■ Records provided:
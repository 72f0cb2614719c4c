//! The outer PAR2 parser: turns a byte stream into grouped `Set` records
//! (spec.md §4.1), resynchronizing past damaged packets instead of giving up
//! on the whole file.
//!
//! A packet-level problem falls into one of three buckets:
//!
//! - **benign skip** — an unrecognised packet type, or a Unicode packet that
//!   fails its own validation. The declared length was consumed exactly as
//!   written, so the stream stays aligned and parsing resumes at the next
//!   header with no rewind.
//! - **soft failure** — a corrupt header, a checksum mismatch, or a
//!   malformed main/file-description body. The declared length field itself
//!   may be the corrupt part, so alignment can't be trusted; the parser
//!   rewinds to one byte past where this packet started and scans forward
//!   for the next magic.
//! - **fatal** — the set grouper's caps are exceeded, or two non-equal main
//!   packets claim the same set ID. The stream is readable but the data
//!   model it describes is not; parsing stops and the error propagates.

pub mod grouper;

use std::io::{self, Read, Seek, SeekFrom};

use crate::checksum::packet_md5;
use crate::packets::{
    FileDescriptionPacket, Header, MainPacket, Packet, UnicodePacket, HEADER_SIZE, MAGIC_BYTES,
    TYPE_FILE_DESC, TYPE_MAIN, TYPE_UNICODE,
};
use crate::set::ParsedFile;
use grouper::{GroupError, SetGrouper};

/// Size of each forward scan window while resynchronizing (spec.md §4.1).
const RESYNC_WINDOW: usize = 16 * 1024;

/// A reader that stalls (returns `Ok(0)` with no error) this many times in a
/// row without making progress is given up on.
const MAX_STALLS: u32 = 10;

#[derive(Debug, thiserror::Error)]
pub enum ParseError {
    #[error("i/o error while parsing: {0}")]
    Io(#[from] io::Error),
    #[error("fatal: {0}")]
    Fatal(#[from] GroupError),
}

/// Parse one PAR2 file from a seekable reader, grouping its packets into
/// `Set`s. Per-packet corruption is recovered from by resynchronizing on the
/// next packet magic; only grouper-level cap/conflict violations or I/O
/// errors abort the whole parse.
pub fn parse<R: Read + Seek>(reader: &mut R, verify_checksums: bool) -> Result<ParsedFile, ParseError> {
    let mut grouper = SetGrouper::new();

    loop {
        let pre_packet_pos = reader.stream_position()?;

        let mut header_buf = [0u8; HEADER_SIZE];
        let n = read_with_stall_tolerance(reader, &mut header_buf)?;
        if n == 0 {
            break; // clean EOF: no partial packet pending.
        }
        if n < HEADER_SIZE {
            if resync(reader, pre_packet_pos)?.is_eof() {
                break;
            }
            continue;
        }

        let header = match Header::parse(&header_buf) {
            Some(h) => h,
            None => {
                if resync(reader, pre_packet_pos)?.is_eof() {
                    break;
                }
                continue;
            }
        };
        let body_len = match header.body_len() {
            Some(b) => b,
            None => {
                if resync(reader, pre_packet_pos)?.is_eof() {
                    break;
                }
                continue;
            }
        };

        if header.packet_type != *TYPE_MAIN
            && header.packet_type != *TYPE_FILE_DESC
            && header.packet_type != *TYPE_UNICODE
        {
            // Benign skip: seek past the body without reading it.
            reader.seek(SeekFrom::Current(body_len as i64))?;
            continue;
        }

        let mut body = vec![0u8; body_len as usize];
        let read_n = read_with_stall_tolerance(reader, &mut body)?;
        if (read_n as u64) < body_len {
            if resync(reader, pre_packet_pos)?.is_eof() {
                break;
            }
            continue;
        }

        if verify_checksums {
            let computed = packet_md5(&header.set_id, &header.packet_type, &body);
            if computed != header.hash {
                log::warn!(
                    "packet checksum mismatch at offset {pre_packet_pos}, resynchronizing"
                );
                if resync(reader, pre_packet_pos)?.is_eof() {
                    break;
                }
                continue;
            }
        }

        let set_id = header.set_id.into();
        let decoded = if header.packet_type == *TYPE_MAIN {
            MainPacket::decode(set_id, &body).map(Packet::Main).ok()
        } else if header.packet_type == *TYPE_FILE_DESC {
            FileDescriptionPacket::decode(set_id, &body)
                .map(Packet::FileDescription)
                .ok()
        } else {
            match UnicodePacket::decode(set_id, &body) {
                Ok(u) => Some(Packet::Unicode(u)),
                Err(_) => {
                    // Benign skip: already consumed exactly this packet's bytes.
                    continue;
                }
            }
        };

        match decoded {
            Some(packet) => grouper.insert(packet)?,
            None => {
                log::warn!(
                    "malformed packet body at offset {pre_packet_pos}, resynchronizing"
                );
                if resync(reader, pre_packet_pos)?.is_eof() {
                    break;
                }
            }
        }
    }

    Ok(grouper.finalize())
}

enum ResyncOutcome {
    Found,
    Eof,
}

impl ResyncOutcome {
    fn is_eof(&self) -> bool {
        matches!(self, ResyncOutcome::Eof)
    }
}

/// Rewind to one byte past `pre_packet_pos` and scan forward for the next
/// packet magic, in bounded windows so a pathological stream can't force an
/// unbounded read. Leaves the reader positioned at the start of the found
/// magic, or at EOF if none was found.
fn resync<R: Read + Seek>(reader: &mut R, pre_packet_pos: u64) -> io::Result<ResyncOutcome> {
    reader.seek(SeekFrom::Start(pre_packet_pos + 1))?;
    let mut window = vec![0u8; RESYNC_WINDOW];

    loop {
        let window_start = reader.stream_position()?;
        let n = read_with_stall_tolerance(reader, &mut window)?;
        if n == 0 {
            return Ok(ResyncOutcome::Eof);
        }
        if let Some(offset) = find_magic(&window[..n]) {
            reader.seek(SeekFrom::Start(window_start + offset as u64))?;
            return Ok(ResyncOutcome::Found);
        }
        if n < window.len() {
            // Hit true EOF partway through this window; nothing left to scan.
            return Ok(ResyncOutcome::Eof);
        }
        // Full window, no match: back up so a magic straddling the boundary
        // isn't missed by the next window.
        let back_up = (MAGIC_BYTES.len() - 1) as u64;
        reader.seek(SeekFrom::Start(window_start + n as u64 - back_up))?;
    }
}

fn find_magic(haystack: &[u8]) -> Option<usize> {
    haystack
        .windows(MAGIC_BYTES.len())
        .position(|w| w == MAGIC_BYTES)
}

/// Fill `buf` from `reader`, tolerating readers that transiently return
/// `Ok(0)` with no error. Returns the number of bytes actually filled, which
/// is less than `buf.len()` when the stream has genuinely ended at its true
/// length. If a reader keeps returning `Ok(0)` for `MAX_STALLS` reads in a
/// row while the stream's actual position is short of its actual end, that's
/// not EOF, it's a stalled/misbehaving reader (spec.md §4.1), and this
/// returns `io::ErrorKind::UnexpectedEof` instead of a silent short read.
fn read_with_stall_tolerance<R: Read + Seek>(reader: &mut R, buf: &mut [u8]) -> io::Result<usize> {
    let mut total = 0;
    let mut stalls = 0;
    while total < buf.len() {
        match reader.read(&mut buf[total..]) {
            Ok(0) => {
                stalls += 1;
                if stalls >= MAX_STALLS {
                    if at_true_eof(reader)? {
                        break;
                    }
                    return Err(io::Error::new(
                        io::ErrorKind::UnexpectedEof,
                        "reader stalled with no progress before reaching the end of the stream",
                    ));
                }
            }
            Ok(n) => {
                total += n;
                stalls = 0;
            }
            Err(e) if e.kind() == io::ErrorKind::Interrupted => continue,
            Err(e) => return Err(e),
        }
    }
    Ok(total)
}

/// Whether `reader`'s current position is at or past the stream's actual end.
fn at_true_eof<R: Seek>(reader: &mut R) -> io::Result<bool> {
    let current = reader.stream_position()?;
    let end = reader.seek(SeekFrom::End(0))?;
    reader.seek(SeekFrom::Start(current))?;
    Ok(current >= end)
}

■ Prompt: Gather each line from the listing above that holds "mismatch".

■ Exercise answer:
//! - **soft failure** — a corrupt header, a checksum mismatch, or a
                    "packet checksum mismatch at offset {pre_packet_pos}, resynchronizing"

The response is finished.